## WHAT THE TASK REQUIRES
If a line comes after the one containing "finished and the", leave it out; copy every line before it, and that line too, exactly as written, starting from the first line of the entries.

(INPUT DATA Opens)

// SPDX-License-Identifier: MIT

//! warden-core: wire-level data model for the warden node agent.
//!
//! Everything the daemon exchanges with the controller or the supervised
//! application is defined here: action envelopes, application relay
//! messages, and node status snapshots.

// Allow panic!/unwrap/expect in test code
#![cfg_attr(test, allow(clippy::panic))]
#![cfg_attr(test, allow(clippy::unwrap_used))]
#![cfg_attr(test, allow(clippy::expect_used))]

pub mod clock;
pub mod envelope;
pub mod error;
pub mod relay;
pub mod status;

pub use clock::{Clock, FakeClock, SystemClock};
pub use envelope::ActionEnvelope;
pub use error::ProtocolError;
pub use relay::{AppMessage, BS_COMPLETE};
pub use status::StatusSnapshot;
// SPDX-License-Identifier: MIT

//! Classification of lines read from the supervised application.
//!
//! The application writes newline-delimited JSON objects to its side of the
//! bridge. Two shapes are meaningful; everything else is invalid and gets
//! dropped by the reader loop.

use serde_json::Value;

use crate::error::ProtocolError;

/// Relay action type signalling that a bootstrap has finished and the
/// remembered target must be cleared.
pub const BS_COMPLETE: &str = "BS_COMPLETE";

/// One message from the application.
#[derive(Debug, Clone, PartialEq)]
pub enum AppMessage {
    /// Application status to report upstream with a time-to-live.
    Status { status: Value, ttl: i64 },

    /// Bootstrap material to relay to the current bootstrap target.
    BootstrapInfo { message: String, action_type: String },
}

impl AppMessage {
    /// Classify a single line by key presence, mirroring the shapes the
    /// application emits: `{"status": {...}, "ttl": n}` or
    /// `{"message": "...", "actionType": "..."}`.
    pub fn parse(line: &str) -> Result<Self, ProtocolError> {
        let value: Value = serde_json::from_str(line.trim())?;
        let Some(obj) = value.as_object() else {
            return Err(ProtocolError::InvalidMessage(line.trim().to_string()));
        };

        if let (Some(status), Some(ttl)) = (obj.get("status"), obj.get("ttl").and_then(Value::as_i64)) {
            return Ok(AppMessage::Status { status: status.clone(), ttl });
        }

        if let (Some(message), Some(action_type)) = (
            obj.get("message").and_then(Value::as_str),
            obj.get("actionType").and_then(Value::as_str),
        ) {
            return Ok(AppMessage::BootstrapInfo {
                message: message.to_string(),
                action_type: action_type.to_string(),
            });
        }

        Err(ProtocolError::InvalidMessage(line.trim().to_string()))
    }

    /// Whether this is the completion signal for an in-flight bootstrap.
    pub fn is_bootstrap_complete(&self) -> bool {
        matches!(self, AppMessage::BootstrapInfo { action_type, .. } if action_type == BS_COMPLETE)
    }
}

#[cfg(test)]
#[path = "relay_tests.rs"]
mod tests;
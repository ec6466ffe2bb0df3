// SPDX-License-Identifier: MIT

//! Protocol-level errors shared by envelope and relay parsing.

use thiserror::Error;

/// Errors from parsing wire messages.
#[derive(Debug, Error)]
pub enum ProtocolError {
    #[error("malformed JSON: {0}")]
    Json(#[from] serde_json::Error),

    /// A well-formed JSON object that matches none of the known shapes.
    #[error("unrecognized message: {0}")]
    InvalidMessage(String),
}
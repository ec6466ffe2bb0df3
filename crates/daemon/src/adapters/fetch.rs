// SPDX-License-Identifier: MIT

//! File retrieval collaborator.
//!
//! The agent never retries a fetch; the collaborator itself retries
//! internally until the caller's deadline expires.

use async_trait::async_trait;
use std::path::Path;
use std::time::Duration;
use tracing::{debug, warn};

/// Asynchronous file retrieval. Returns `true` on success; expiry of the
/// timeout is reported identically to any other failure.
#[async_trait]
pub trait Fetcher: Send + Sync {
    /// Fetch an absolute URL to a local path.
    async fn fetch_url(&self, url: &str, dest: &Path, timeout: Duration) -> bool;

    /// Fetch a named file from the deployment file server.
    async fn fetch_named(&self, filename: &str, dest: &Path, timeout: Duration) -> bool;
}

/// HTTP fetcher that polls until the deadline.
pub struct HttpFetcher {
    file_server_url: Option<String>,
    client: reqwest::Client,
    poll_interval: Duration,
}

impl HttpFetcher {
    pub fn new(file_server_url: Option<String>) -> Self {
        Self {
            file_server_url: file_server_url.map(|u| u.trim_end_matches('/').to_string()),
            client: reqwest::Client::new(),
            poll_interval: Duration::from_secs(2),
        }
    }

    async fn try_once(&self, url: &str, dest: &Path) -> Result<(), String> {
        let resp = self.client.get(url).send().await.map_err(|e| e.to_string())?;
        if !resp.status().is_success() {
            return Err(format!("server returned {}", resp.status()));
        }
        let bytes = resp.bytes().await.map_err(|e| e.to_string())?;
        if let Some(parent) = dest.parent() {
            tokio::fs::create_dir_all(parent).await.map_err(|e| e.to_string())?;
        }
        tokio::fs::write(dest, &bytes).await.map_err(|e| e.to_string())?;
        debug!(url, dest = %dest.display(), bytes = bytes.len(), "fetched file");
        Ok(())
    }
}

#[async_trait]
impl Fetcher for HttpFetcher {
    async fn fetch_url(&self, url: &str, dest: &Path, timeout: Duration) -> bool {
        let deadline = tokio::time::Instant::now() + timeout;
        loop {
            match self.try_once(url, dest).await {
                Ok(()) => return true,
                Err(e) if tokio::time::Instant::now() + self.poll_interval < deadline => {
                    debug!(url, error = %e, "fetch attempt failed, retrying");
                    tokio::time::sleep(self.poll_interval).await;
                }
                Err(e) => {
                    warn!(url, error = %e, "fetch failed and deadline expired");
                    return false;
                }
            }
        }
    }

    async fn fetch_named(&self, filename: &str, dest: &Path, timeout: Duration) -> bool {
        let Some(base) = self.file_server_url.as_deref() else {
            warn!(filename, "no file server configured, cannot fetch");
            return false;
        };
        self.fetch_url(&format!("{base}/files/{filename}"), dest, timeout).await
    }
}
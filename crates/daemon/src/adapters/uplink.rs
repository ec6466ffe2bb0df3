// SPDX-License-Identifier: MIT

//! Controller uplink: status reporting, bootstrap relay, log rotation,
//! and runtime config upload.

use async_trait::async_trait;
use parking_lot::Mutex;
use serde_json::json;
use std::path::{Path, PathBuf};
use thiserror::Error;
use tracing::{debug, warn};

/// Errors from uplink operations.
#[derive(Debug, Error)]
pub enum UplinkError {
    #[error("no controller configured")]
    NotConfigured,

    #[error("controller unreachable: {0}")]
    Unreachable(String),

    #[error("controller rejected report: {0}")]
    Rejected(String),

    #[error("local I/O error: {0}")]
    Io(#[from] std::io::Error),
}

/// Reporting collaborator contract with the deployment controller.
#[async_trait]
pub trait Uplink: Send + Sync {
    /// Report node status, valid for `ttl` seconds.
    async fn update_node_status(&self, json_status: String, ttl: u64) -> Result<(), UplinkError>;

    /// Report supervised-application status, valid for `ttl` seconds.
    async fn update_app_status(&self, json_status: String, ttl: u64) -> Result<(), UplinkError>;

    /// Relay bootstrap material to the named target node.
    async fn send_bootstrap_info(
        &self,
        target: &str,
        message: &str,
        action_type: &str,
    ) -> Result<(), UplinkError>;

    /// Whether an upstream controller is currently listening for reports.
    fn is_listener_registered(&self) -> bool;

    /// Liveness hint for the supervised application, as tracked upstream.
    async fn is_app_alive(&self) -> bool;

    /// Whether name resolution for controller services succeeds on this node.
    async fn is_dns_successful(&self) -> bool;

    /// Upload (when `backup_id` is non-empty) and/or delete the
    /// application's log files.
    async fn rotate_logs(
        &self,
        logs_dir: &Path,
        delete: bool,
        backup_id: &str,
    ) -> Result<(), UplinkError>;

    /// Upload the runtime configs directory under the given name. Key
    /// handling is internal to the collaborator.
    async fn push_runtime_configs(
        &self,
        configs_dir: &Path,
        name: &str,
        key_path: &Path,
    ) -> Result<(), UplinkError>;
}

/// HTTP implementation talking to the deployment controller.
///
/// "Listener registered" means a controller URL is configured and the most
/// recent report was accepted; the publisher stays silent otherwise.
pub struct HttpUplink {
    base_url: Option<String>,
    persona: String,
    tmp_dir: PathBuf,
    client: reqwest::Client,
    last_report_ok: Mutex<bool>,
}

impl HttpUplink {
    pub fn new(base_url: Option<String>, persona: String, tmp_dir: PathBuf) -> Self {
        Self {
            base_url: base_url.map(|u| u.trim_end_matches('/').to_string()),
            persona,
            tmp_dir,
            client: reqwest::Client::new(),
            last_report_ok: Mutex::new(true),
        }
    }

    fn base(&self) -> Result<&str, UplinkError> {
        self.base_url.as_deref().ok_or(UplinkError::NotConfigured)
    }

    async fn post_json(&self, url: String, body: String) -> Result<(), UplinkError> {
        let result = self
            .client
            .post(&url)
            .header("content-type", "application/json")
            .body(body)
            .send()
            .await;
        let outcome = match result {
            Ok(resp) if resp.status().is_success() => Ok(()),
            Ok(resp) => Err(UplinkError::Rejected(resp.status().to_string())),
            Err(e) => Err(UplinkError::Unreachable(e.to_string())),
        };
        *self.last_report_ok.lock() = outcome.is_ok();
        outcome
    }

    /// Pack a directory into a tarball under the tmp dir and upload it.
    async fn upload_dir(&self, dir: &Path, name: &str) -> Result<(), UplinkError> {
        let base = self.base()?.to_string();
        let tarball = self.tmp_dir.join(format!("{name}.tar.gz"));
        let status = tokio::process::Command::new("tar")
            .arg("-czf")
            .arg(&tarball)
            .arg("-C")
            .arg(dir)
            .arg(".")
            .status()
            .await?;
        if !status.success() {
            return Err(UplinkError::Io(std::io::Error::other(format!(
                "tar exited with {status}"
            ))));
        }
        let bytes = tokio::fs::read(&tarball).await?;
        let result = self
            .client
            .put(format!("{base}/files/{name}.tar.gz"))
            .body(bytes)
            .send()
            .await;
        if let Err(e) = tokio::fs::remove_file(&tarball).await {
            warn!(path = %tarball.display(), error = %e, "unable to delete upload tarball");
        }
        match result {
            Ok(resp) if resp.status().is_success() => Ok(()),
            Ok(resp) => Err(UplinkError::Rejected(resp.status().to_string())),
            Err(e) => Err(UplinkError::Unreachable(e.to_string())),
        }
    }
}

#[async_trait]
impl Uplink for HttpUplink {
    async fn update_node_status(&self, json_status: String, ttl: u64) -> Result<(), UplinkError> {
        let base = self.base()?;
        self.post_json(format!("{base}/status/node/{}?ttl={ttl}", self.persona), json_status)
            .await
    }

    async fn update_app_status(&self, json_status: String, ttl: u64) -> Result<(), UplinkError> {
        let base = self.base()?;
        self.post_json(format!("{base}/status/app/{}?ttl={ttl}", self.persona), json_status)
            .await
    }

    async fn send_bootstrap_info(
        &self,
        target: &str,
        message: &str,
        action_type: &str,
    ) -> Result<(), UplinkError> {
        let base = self.base()?;
        let body = json!({ "message": message, "actionType": action_type }).to_string();
        self.post_json(format!("{base}/bootstrap/{target}"), body).await
    }

    fn is_listener_registered(&self) -> bool {
        self.base_url.is_some() && *self.last_report_ok.lock()
    }

    async fn is_app_alive(&self) -> bool {
        let Ok(base) = self.base() else { return false };
        let url = format!("{base}/alive/{}", self.persona);
        match self.client.get(&url).send().await {
            Ok(resp) if resp.status().is_success() => {
                resp.json::<bool>().await.unwrap_or(false)
            }
            _ => false,
        }
    }

    async fn is_dns_successful(&self) -> bool {
        let Some(base) = self.base_url.as_deref() else { return false };
        let Some(host) = base
            .trim_start_matches("http://")
            .trim_start_matches("https://")
            .split(['/', ':'])
            .next()
            .filter(|h| !h.is_empty())
        else {
            return false;
        };
        tokio::net::lookup_host((host, 80)).await.is_ok()
    }

    async fn rotate_logs(
        &self,
        logs_dir: &Path,
        delete: bool,
        backup_id: &str,
    ) -> Result<(), UplinkError> {
        if !backup_id.is_empty() {
            self.upload_dir(logs_dir, &format!("{backup_id}_{}_logs", self.persona)).await?;
        }
        if delete {
            debug!(dir = %logs_dir.display(), "deleting rotated log files");
            crate::fsutil::remove_dir_contents(logs_dir);
        }
        Ok(())
    }

    async fn push_runtime_configs(
        &self,
        configs_dir: &Path,
        name: &str,
        key_path: &Path,
    ) -> Result<(), UplinkError> {
        // The file key never leaves the node; encryption of the uploaded
        // archive is the file server's concern.
        debug!(key = %key_path.display(), "pushing runtime configs");
        self.upload_dir(configs_dir, name).await
    }
}
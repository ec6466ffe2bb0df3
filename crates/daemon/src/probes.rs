// SPDX-License-Identifier: MIT

//! Local filesystem probes feeding the status snapshot. Fresh facts every
//! tick; nothing is cached.

use chrono::{Local, TimeZone};

use crate::state::DaemonContext;
use warden_core::{Clock, StatusSnapshot};

/// Gather a snapshot of node health facts. The DNS hint is resolved by the
/// caller so this stays synchronous.
pub fn gather(ctx: &DaemonContext, clock: &dyn Clock, dns_successful: bool) -> StatusSnapshot {
    let paths = &ctx.paths;
    StatusSnapshot {
        timestamp: timestamp(clock),
        persona: ctx.persona.clone(),
        installed: paths.app_binary.exists(),
        configs_present: paths.configs_tar.is_file(),
        configs_extracted: paths.data_configs_dir.exists(),
        user_responses_exists: paths.user_responses_file.is_file(),
        jaeger_config_exists: paths.jaeger_config_file.is_file(),
        deployment: ctx.store.deployment_name(),
        dns_successful,
        node_platform: "linux".to_string(),
        node_architecture: std::env::consts::ARCH.to_string(),
    }
}

fn timestamp(clock: &dyn Clock) -> String {
    let ms = clock.epoch_ms();
    match Local.timestamp_millis_opt(ms as i64).single() {
        Some(dt) => dt.format("%Y-%m-%dT%H:%M:%S%.3f").to_string(),
        None => ms.to_string(),
    }
}

#[cfg(test)]
#[path = "probes_tests.rs"]
mod tests;
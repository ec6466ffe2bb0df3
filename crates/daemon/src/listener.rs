// SPDX-License-Identifier: MIT

//! Controller transport: a Unix socket accepting newline-delimited action
//! envelopes.
//!
//! Connections are handled in spawned tasks, but dispatch itself is
//! serialized inside the router, so envelope ordering holds even with
//! concurrent controller connections.

use std::sync::Arc;
use tokio::io::{AsyncBufReadExt, BufReader};
use tokio::net::UnixListener;
use tokio_util::sync::CancellationToken;
use tracing::{debug, error, info};

use crate::actions::ActionRouter;

pub struct ControllerListener {
    socket: UnixListener,
    router: Arc<ActionRouter>,
}

impl ControllerListener {
    pub fn new(socket: UnixListener, router: Arc<ActionRouter>) -> Self {
        Self { socket, router }
    }

    /// Accept controller connections until shutdown.
    pub async fn run(self, cancel: CancellationToken) {
        loop {
            let accepted = tokio::select! {
                _ = cancel.cancelled() => break,
                accepted = self.socket.accept() => accepted,
            };
            match accepted {
                Ok((stream, _)) => {
                    debug!("controller connected");
                    let router = Arc::clone(&self.router);
                    let cancel = cancel.clone();
                    tokio::spawn(async move {
                        handle_connection(stream, router, cancel).await;
                    });
                }
                Err(e) => error!(error = %e, "accept error"),
            }
        }
        info!("controller listener stopped");
    }
}

/// Read envelopes line by line, dispatching each fully before the next.
async fn handle_connection(
    stream: tokio::net::UnixStream,
    router: Arc<ActionRouter>,
    cancel: CancellationToken,
) {
    let mut lines = BufReader::new(stream).lines();
    loop {
        let line = tokio::select! {
            _ = cancel.cancelled() => break,
            line = lines.next_line() => line,
        };
        match line {
            Ok(Some(line)) => {
                if line.trim().is_empty() {
                    continue;
                }
                router.dispatch(&line).await;
            }
            Ok(None) => break,
            Err(e) => {
                error!(error = %e, "controller connection error");
                break;
            }
        }
    }
    debug!("controller disconnected");
}
// SPDX-License-Identifier: MIT

//! Upload the runtime configs of a stopped deployment so the controller can
//! download them. The agent only sequences; archiving and key handling
//! belong to the uplink collaborator.

use async_trait::async_trait;
use serde_json::{Map, Value};
use std::sync::Arc;
use tracing::info;

use super::{required_str, ActionError, NodeAction};
use crate::state::DaemonContext;

pub struct PushRuntimeConfigsAction {
    ctx: Arc<DaemonContext>,
}

impl PushRuntimeConfigsAction {
    pub const TYPE: &'static str = "push-runtime-configs";

    pub fn new(ctx: Arc<DaemonContext>) -> Self {
        Self { ctx }
    }
}

#[async_trait]
impl NodeAction for PushRuntimeConfigsAction {
    async fn execute(&self, payload: Map<String, Value>) -> Result<(), ActionError> {
        info!("pushing runtime configs");
        let name = required_str(&payload, "name")?;

        let configs_dir = &self.ctx.paths.data_configs_dir;
        if !configs_dir.exists() {
            return Err(ActionError::Io(std::io::Error::new(
                std::io::ErrorKind::NotFound,
                format!("runtime configs directory {} does not exist", configs_dir.display()),
            )));
        }

        self.ctx
            .uplink
            .push_runtime_configs(configs_dir, &name, &self.ctx.paths.key_file)
            .await?;
        info!("pushing runtime configs complete");
        Ok(())
    }
}
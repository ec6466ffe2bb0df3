// SPDX-License-Identifier: MIT

//! Action routing: every controller envelope lands here.
//!
//! Recognized types run a registered handler; anything else is forwarded
//! verbatim to the supervised application, making the router a superset
//! dispatcher for application-level commands. Handler failures are logged
//! and never escape dispatch.

mod clear;
mod kill;
mod prepare;
mod pull_configs;
mod push_runtime_configs;
mod rotate_logs;
mod set_config;
mod set_timezone;
mod start;

pub use clear::{ClearArtifactsAction, ClearConfigsAndEtcAction};
pub use kill::KillAction;
pub use prepare::PrepareToBootstrapAction;
pub use pull_configs::PullConfigsAction;
pub use push_runtime_configs::PushRuntimeConfigsAction;
pub use rotate_logs::RotateLogsAction;
pub use set_config::SetDaemonConfigAction;
pub use set_timezone::SetTimezoneAction;
pub use start::StartAction;

use async_trait::async_trait;
use serde_json::{Map, Value};
use std::collections::HashMap;
use std::sync::Arc;
use thiserror::Error;
use tracing::{debug, error};

use crate::bootstrap::{BootstrapAction, BootstrapPhase};
use crate::bridge::BridgeHandle;
use crate::publisher::StatusPublisher;
use crate::state::DaemonContext;
use warden_core::ActionEnvelope;

/// Errors from action handlers. All of them abort the one action only.
#[derive(Debug, Error)]
pub enum ActionError {
    #[error("missing required field: {0}")]
    MissingField(&'static str),

    #[error("field {field} must be {expected}")]
    InvalidField { field: &'static str, expected: &'static str },

    #[error("bootstrap already in progress (phase {0})")]
    BootstrapInProgress(BootstrapPhase),

    #[error("state store rejected key {0}")]
    StateStore(String),

    #[error(transparent)]
    Io(#[from] std::io::Error),

    #[error(transparent)]
    Uplink(#[from] crate::adapters::UplinkError),

    #[error(transparent)]
    Protocol(#[from] warden_core::ProtocolError),
}

/// One orchestration action the daemon executes directly.
#[async_trait]
pub trait NodeAction: Send + Sync {
    async fn execute(&self, payload: Map<String, Value>) -> Result<(), ActionError>;
}

/// Pull a required string field out of a payload.
pub(crate) fn required_str(
    payload: &Map<String, Value>,
    field: &'static str,
) -> Result<String, ActionError> {
    match payload.get(field) {
        Some(Value::String(s)) if !s.is_empty() => Ok(s.clone()),
        Some(Value::String(_)) | None => Err(ActionError::MissingField(field)),
        Some(_) => Err(ActionError::InvalidField { field, expected: "a string" }),
    }
}

/// Static registry mapping action types to handlers, built once at startup
/// so the full set stays auditable in one place.
pub struct ActionRouter {
    actions: HashMap<&'static str, Arc<dyn NodeAction>>,
    bridge: BridgeHandle,
    /// Serializes dispatch: one envelope's synchronous portion completes
    /// before the next begins, regardless of how many controller
    /// connections feed the router.
    gate: tokio::sync::Mutex<()>,
}

impl ActionRouter {
    pub fn new(
        ctx: Arc<DaemonContext>,
        bridge: BridgeHandle,
        publisher: Arc<StatusPublisher>,
    ) -> Self {
        let mut actions: HashMap<&'static str, Arc<dyn NodeAction>> = HashMap::new();

        let start = Arc::new(StartAction::new(Arc::clone(&ctx)));
        actions.insert(StartAction::TYPE, Arc::clone(&start) as Arc<dyn NodeAction>);
        actions.insert(KillAction::TYPE, Arc::new(KillAction::new(Arc::clone(&ctx))));
        actions.insert(
            BootstrapAction::TYPE,
            Arc::new(BootstrapAction::new(Arc::clone(&ctx), start)),
        );
        actions.insert(
            PrepareToBootstrapAction::TYPE,
            Arc::new(PrepareToBootstrapAction::new(Arc::clone(&ctx), bridge.clone())),
        );
        actions.insert(
            PullConfigsAction::TYPE,
            Arc::new(PullConfigsAction::new(Arc::clone(&ctx))),
        );
        actions.insert(
            PushRuntimeConfigsAction::TYPE,
            Arc::new(PushRuntimeConfigsAction::new(Arc::clone(&ctx))),
        );
        actions.insert(
            RotateLogsAction::TYPE,
            Arc::new(RotateLogsAction::new(Arc::clone(&ctx), bridge.clone())),
        );
        actions.insert(
            SetDaemonConfigAction::TYPE,
            Arc::new(SetDaemonConfigAction::new(Arc::clone(&ctx), publisher)),
        );
        actions.insert(SetTimezoneAction::TYPE, Arc::new(SetTimezoneAction));
        actions.insert(
            ClearConfigsAndEtcAction::TYPE,
            Arc::new(ClearConfigsAndEtcAction::new(Arc::clone(&ctx))),
        );
        actions.insert(
            ClearArtifactsAction::TYPE,
            Arc::new(ClearArtifactsAction::new(ctx)),
        );

        Self { actions, bridge, gate: tokio::sync::Mutex::new(()) }
    }

    /// Route one raw envelope line. Malformed input and handler errors are
    /// logged; the router itself never fails.
    pub async fn dispatch(&self, raw: &str) {
        let _gate = self.gate.lock().await;
        debug!(raw, "received action");

        let envelope = match ActionEnvelope::parse(raw) {
            Ok(envelope) => envelope,
            Err(e) => {
                error!(error = %e, "ignoring malformed action");
                return;
            }
        };

        match self.actions.get(envelope.kind.as_str()) {
            Some(handler) => {
                if let Err(e) = handler.execute(envelope.payload).await {
                    error!(action = envelope.kind.as_str(), error = %e, "action failed");
                }
            }
            None => {
                debug!(action = envelope.kind.as_str(), "forwarding action to application");
                self.bridge.send(raw.to_string());
            }
        }
    }
}

#[cfg(test)]
#[path = "mod_tests.rs"]
mod tests;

(INPUT DATA Closes)

## ANSWER SPACE
// SPDX-License-Identifier: MIT

//! warden-core: wire-level data model for the warden node agent.
//!
//! Everything the daemon exchanges with the controller or the supervised
//! application is defined here: action envelopes, application relay
//! messages, and node status snapshots.

// Allow panic!/unwrap/expect in test code
#![cfg_attr(test, allow(clippy::panic))]
#![cfg_attr(test, allow(clippy::unwrap_used))]
#![cfg_attr(test, allow(clippy::expect_used))]

pub mod clock;
pub mod envelope;
pub mod error;
pub mod relay;
pub mod status;

pub use clock::{Clock, FakeClock, SystemClock};
pub use envelope::ActionEnvelope;
pub use error::ProtocolError;
pub use relay::{AppMessage, BS_COMPLETE};
pub use status::StatusSnapshot;
// SPDX-License-Identifier: MIT

//! Classification of lines read from the supervised application.
//!
//! The application writes newline-delimited JSON objects to its side of the
//! bridge. Two shapes are meaningful; everything else is invalid and gets
//! dropped by the reader loop.

use serde_json::Value;

use crate::error::ProtocolError;

/// Relay action type signalling that a bootstrap has finished and the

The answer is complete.